In the end, the SJC may have gotten this case right. Perhaps even sending a case like this to a jury to determine whether the reason for Delp’s suicide is verifiable will chill too much speech – even if liability is never assigned. In the end, many of the possible reasons for Delp’s suicide have now come out, and the self-help theory of defamation involving public figures may have worked to redeem Scholz (although now more is known about Scholz’s abusive tactics as a Boston member as well). Suicide is complex, and usually involves multiple causal factors even if one or two are the most immediate, pressing, potentially but-for causes. Perhaps reasonable readers understand that statements regarding suicide motive are generally opinion, thus removing some of the private reputational concern and allowing First Amendment freedoms to flourish.

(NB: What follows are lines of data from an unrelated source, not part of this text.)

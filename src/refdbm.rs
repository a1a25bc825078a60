//! RefDBM kernel: a DBM extended with one reference clock per process,
//! used for local-time (asynchronous) exploration (spec §4.2).
//!
//! Layout: indices `0..r` are the reference clocks `t_0..t_{r-1}`, indices
//! `r..r+n` are the offset clocks; `dim = r + n`. Every offset clock `i`
//! (as a matrix index, `i >= r`) has a *refmap* entry giving the index of
//! its owning reference clock.

use crate::bound::{Bound, Cmp, Overflow, LE_ZERO, LT_INFINITY};
use crate::dbm::Dbm;

#[derive(Debug, Clone, PartialEq, Eq)]
pub struct RefDbm {
    r: usize,
    dim: usize,
    /// `refmap[i - r]` is the reference-clock index owning offset clock `i`.
    refmap: Vec<usize>,
    entries: Vec<Bound>,
    empty: bool,
}

impl RefDbm {
    fn idx(&self, i: usize, j: usize) -> usize {
        debug_assert!(i < self.dim && j < self.dim);
        i * self.dim + j
    }

    pub fn r(&self) -> usize {
        self.r
    }
    pub fn dim(&self) -> usize {
        self.dim
    }
    pub fn is_empty(&self) -> bool {
        self.empty
    }
    pub fn refmap(&self, offset_clock: usize) -> usize {
        self.refmap[offset_clock - self.r]
    }

    pub fn get(&self, i: usize, j: usize) -> Bound {
        assert!(!self.empty, "cannot read entries of the empty zone");
        self.entries[self.idx(i, j)]
    }

    fn set(&mut self, i: usize, j: usize, b: Bound) {
        let idx = self.idx(i, j);
        self.entries[idx] = b;
    }

    fn new_raw(r: usize, refmap: Vec<usize>, fill: Bound) -> RefDbm {
        let dim = r + refmap.len();
        let mut entries = vec![fill; dim * dim];
        for i in 0..dim {
            entries[i * dim + i] = LE_ZERO;
        }
        RefDbm { r, dim, refmap, entries, empty: false }
    }

    pub fn universal(r: usize, refmap: Vec<usize>) -> RefDbm {
        assert!(r >= 1, "at least one reference clock is required");
        RefDbm::new_raw(r, refmap, LT_INFINITY)
    }

    /// `universal_positive(rdbm, r)`: for every offset clock `i`,
    /// `RDBM[i, refmap(i)] = LE_ZERO`; every other entry involving a
    /// reference clock stays `LT_INFINITY`, per spec §4.2.
    pub fn universal_positive(r: usize, refmap: Vec<usize>) -> RefDbm {
        let mut d = RefDbm::universal(r, refmap);
        for i in d.r..d.dim {
            let owner = d.refmap(i);
            d.set(i, owner, LE_ZERO);
        }
        d
    }

    pub fn empty(r: usize, refmap: Vec<usize>) -> RefDbm {
        let mut d = RefDbm::new_raw(r, refmap, LT_INFINITY);
        d.entries[0] = Bound::finite(Cmp::Lt, 0);
        d.empty = true;
        d
    }

    pub fn tighten(&mut self) -> Result<(), Overflow> {
        if self.empty {
            return Ok(());
        }
        if !crate::matrix::tighten(&mut self.entries, self.dim)? {
            self.set_empty();
        }
        Ok(())
    }

    pub fn constrain(&mut self, i: usize, j: usize, cmp: Cmp, k: i32) -> Result<(), Overflow> {
        if self.empty {
            return Ok(());
        }
        let new_bound = Bound::finite(cmp, k);
        if !crate::matrix::constrain_incremental(&mut self.entries, self.dim, i, j, new_bound)? {
            self.set_empty();
        }
        Ok(())
    }

    fn set_empty(&mut self) {
        let (r, refmap) = (self.r, self.refmap.clone());
        *self = RefDbm::empty(r, refmap);
    }

    pub fn is_le(&self, other: &RefDbm) -> bool {
        assert_eq!(self.dim, other.dim);
        if self.empty {
            return true;
        }
        if other.empty {
            return false;
        }
        (0..self.dim * self.dim).all(|k| self.entries[k] <= other.entries[k])
    }

    /// `synchronize(rdbm, r[, subset])`: equates all reference clocks in
    /// `subset` (every reference clock, if `None`). Returns to an empty
    /// zone if the resulting system is inconsistent.
    pub fn synchronize(&mut self, subset: Option<&[usize]>) -> Result<(), Overflow> {
        if self.empty {
            return Ok(());
        }
        let refs: Vec<usize> = subset.map(|s| s.to_vec()).unwrap_or_else(|| (0..self.r).collect());
        for &a in &refs {
            for &b in &refs {
                if a != b {
                    self.constrain(a, b, Cmp::Le, 0)?;
                    if self.empty {
                        return Ok(());
                    }
                }
            }
        }
        Ok(())
    }

    /// `is_synchronized`: `RDBM[t_a,t_b] = LE_ZERO` for every pair in `subset`.
    pub fn is_synchronized(&self, subset: Option<&[usize]>) -> bool {
        if self.empty {
            return false;
        }
        let refs: Vec<usize> = subset.map(|s| s.to_vec()).unwrap_or_else(|| (0..self.r).collect());
        refs.iter().all(|&a| refs.iter().all(|&b| a == b || self.get(a, b) == LE_ZERO))
    }

    /// `is_synchronizable`: does a synchronised instance exist?
    pub fn is_synchronizable(&self, subset: Option<&[usize]>) -> bool {
        let mut copy = self.clone();
        copy.synchronize(subset).is_ok() && !copy.is_empty()
    }

    /// `bound_spread(rdbm, r, Δ[, subset])`: enforce `t_a - t_b <= Δ` for
    /// every ordered pair in `subset`. Negative `Δ` is infeasible by
    /// construction (a clock can't be strictly behind itself), so it
    /// yields the empty zone rather than panicking.
    pub fn bound_spread(&mut self, delta: i32, subset: Option<&[usize]>) -> Result<(), Overflow> {
        if self.empty {
            return Ok(());
        }
        if delta < 0 {
            self.set_empty();
            return Ok(());
        }
        let refs: Vec<usize> = subset.map(|s| s.to_vec()).unwrap_or_else(|| (0..self.r).collect());
        for &a in &refs {
            for &b in &refs {
                if a != b {
                    self.constrain(a, b, Cmp::Le, delta)?;
                    if self.empty {
                        return Ok(());
                    }
                }
            }
        }
        Ok(())
    }

    /// `asynchronous_open_up`: each reference clock in `allowed` advances
    /// independently — `RDBM[i, t_p] = LT_INFINITY` for every row `i !=
    /// t_p`. Lower bounds (`RDBM[t_p, j]`) are left untouched, which is
    /// exactly invariant 11 of spec §8.
    pub fn asynchronous_open_up(&mut self, allowed: &[usize]) {
        if self.empty {
            return;
        }
        for &tp in allowed {
            for i in 0..self.dim {
                if i != tp {
                    self.set(i, tp, LT_INFINITY);
                }
            }
        }
    }

    /// `reset_to_reference_clock(rdbm, r, x)`: `x := t_{refmap(x)}`.
    pub fn reset_to_reference_clock(&mut self, x: usize) -> Result<(), Overflow> {
        if self.empty {
            return Ok(());
        }
        let owner = self.refmap(x);
        let n = self.dim;
        let mut row = vec![LT_INFINITY; n];
        let mut col = vec![LT_INFINITY; n];
        for z in 0..n {
            row[z] = self.get(owner, z);
            col[z] = self.get(z, owner);
        }
        for z in 0..n {
            self.set(x, z, row[z]);
            self.set(z, x, col[z]);
        }
        self.set(x, x, LE_ZERO);
        Ok(())
    }

    /// `to_dbm`: project a *synchronised* RefDBM onto a plain DBM of
    /// dimension `n+1`, identifying every reference clock with clock `0`.
    /// Precondition: `is_synchronized`.
    pub fn to_dbm(&self) -> Dbm {
        assert!(self.is_synchronized(None), "to_dbm requires a synchronised RefDBM");
        let n = self.dim - self.r;
        let mut out = Dbm::universal(n + 1);
        // clock 0 of the plain DBM is represented by reference clock 0
        // here (all reference clocks are equal once synchronised).
        let map = |i: usize| -> usize {
            if i < self.r {
                0
            } else {
                1 + (i - self.r)
            }
        };
        for i in 0..self.dim {
            for j in 0..self.dim {
                let (pi, pj) = (map(i), map(j));
                let b = self.get(i, j);
                if b < out.get(pi, pj) {
                    // direct field write bypasses constrain's incremental
                    // re-tightening; we re-tighten once at the end instead.
                    out.force_set(pi, pj, b);
                }
            }
        }
        out.tighten().expect("projection of a consistent RefDBM cannot overflow");
        out
    }

    /// The synchronised projection used by sync-aLU/sync-zone-inclusion
    /// covering (spec §4.6, item 7): synchronise a copy, then project.
    pub fn sync_zone(&self) -> Dbm {
        let mut z = self.clone();
        let _ = z.synchronize(None);
        if z.is_empty() {
            Dbm::empty(self.dim - self.r + 1)
        } else {
            z.to_dbm()
        }
    }

    /// Sync-aLU-inclusion: aLU-inclusion of the synchronised projections.
    pub fn sync_alu_le(&self, other: &RefDbm, l: &[i32], u: &[i32]) -> bool {
        self.sync_zone().alu_le(&other.sync_zone(), l, u)
    }

    /// Time-elapse aLU*-inclusion (spec §4.6, item 6 / REDESIGN FLAGS):
    /// sound only when both zones were produced under *elapsed* semantics —
    /// the caller is responsible for gating this on the semantics flavour,
    /// since a `RefDbm` carries no record of which semantics produced it.
    pub fn alu_star_le(&self, other: &RefDbm, l: &[i32], u: &[i32]) -> bool {
        let mut a = self.sync_zone();
        a.open_up();
        let mut b = other.sync_zone();
        b.open_up();
        a.alu_le(&b, l, u)
    }
}

#[cfg(test)]
mod tests {
    use super::*;

    fn two_process_rdbm() -> RefDbm {
        // r = 2 reference clocks (t0, t1), one offset clock per process
        // (indices 2, 3), refmap[0] = 0 (clock 2 owned by t0), refmap[1] = 1.
        RefDbm::universal_positive(2, vec![0, 1])
    }

    #[test]
    fn synchronize_then_is_synchronized() {
        let mut d = two_process_rdbm();
        d.synchronize(None).unwrap();
        assert!(d.is_synchronized(None));
    }

    /// S4: with two reference clocks, `RDBM[t0,t1] = (<,-1)` makes
    /// synchronisation (`t0 - t1 <= 0 and t1 - t0 <= 0`) infeasible.
    #[test]
    fn s4_synchronize_contradiction() {
        let mut d = two_process_rdbm();
        d.constrain(0, 1, Cmp::Lt, -1).unwrap();
        assert!(!d.is_empty());
        d.synchronize(None).unwrap();
        assert!(d.is_empty());
        assert!(!two_process_rdbm_with_contradiction().is_synchronizable(None));
    }

    fn two_process_rdbm_with_contradiction() -> RefDbm {
        let mut d = two_process_rdbm();
        d.constrain(0, 1, Cmp::Lt, -1).unwrap();
        d
    }

    #[test]
    fn bound_spread_never_enlarges_and_holds() {
        let mut d = two_process_rdbm();
        d.synchronize(None).unwrap();
        let before = d.clone();
        d.bound_spread(3, None).unwrap();
        assert!(d.is_le(&before));
        assert!(d.get(0, 1) <= Bound::finite(Cmp::Le, 3));
    }

    #[test]
    fn bound_spread_negative_is_empty() {
        let mut d = two_process_rdbm();
        d.bound_spread(-1, None).unwrap();
        assert!(d.is_empty());
    }

    #[test]
    fn asynchronous_open_up_preserves_lower_bounds() {
        let mut d = two_process_rdbm();
        let before_t0_row: Vec<Bound> = (0..d.dim).map(|j| d.get(0, j)).collect();
        d.asynchronous_open_up(&[0, 1]);
        let after_t0_row: Vec<Bound> = (0..d.dim).map(|j| d.get(0, j)).collect();
        assert_eq!(before_t0_row, after_t0_row);
    }

    #[test]
    fn sync_alu_le_admits_bound_exceeding_l() {
        let mut d1 = two_process_rdbm();
        d1.synchronize(None).unwrap();
        d1.constrain(2, 0, Cmp::Le, 10).unwrap();
        let mut d2 = two_process_rdbm();
        d2.synchronize(None).unwrap();
        let l = [5, 5];
        let u = [5, 5];
        assert!(d1.sync_alu_le(&d2, &l, &u));
    }

    #[test]
    fn to_dbm_of_synchronized_universal_is_universal_positive() {
        let mut d = two_process_rdbm();
        d.synchronize(None).unwrap();
        let plain = d.to_dbm();
        assert!(plain.is_universal_positive());
    }
}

However, one of the most interesting parts of the petition for certiorari is the assertion that most suicides are caused by mental illness, and that the media often concocts sensationalist, oversimplified stories of teens who kill themselves due to cyberbullying or other single-factor causes. Headlines intended as “click bait” distort the complex mechanisms that lead to suicide. Although I generally believe that the media can and should police its own credibility, and that courts should give the media space to engage in speech and counterspeech until the truth comes out, the motive behind a suicide is not utterly unfalsibiable in the same way as a value, an opinion, or a preference. The Supreme Court should use this case as a vehicle to clarify the role of defamation in producing the best, most accurate speech – both by holding newspapers responsible for recklessly false speech and by staying out of newspapers’ way in complex cases.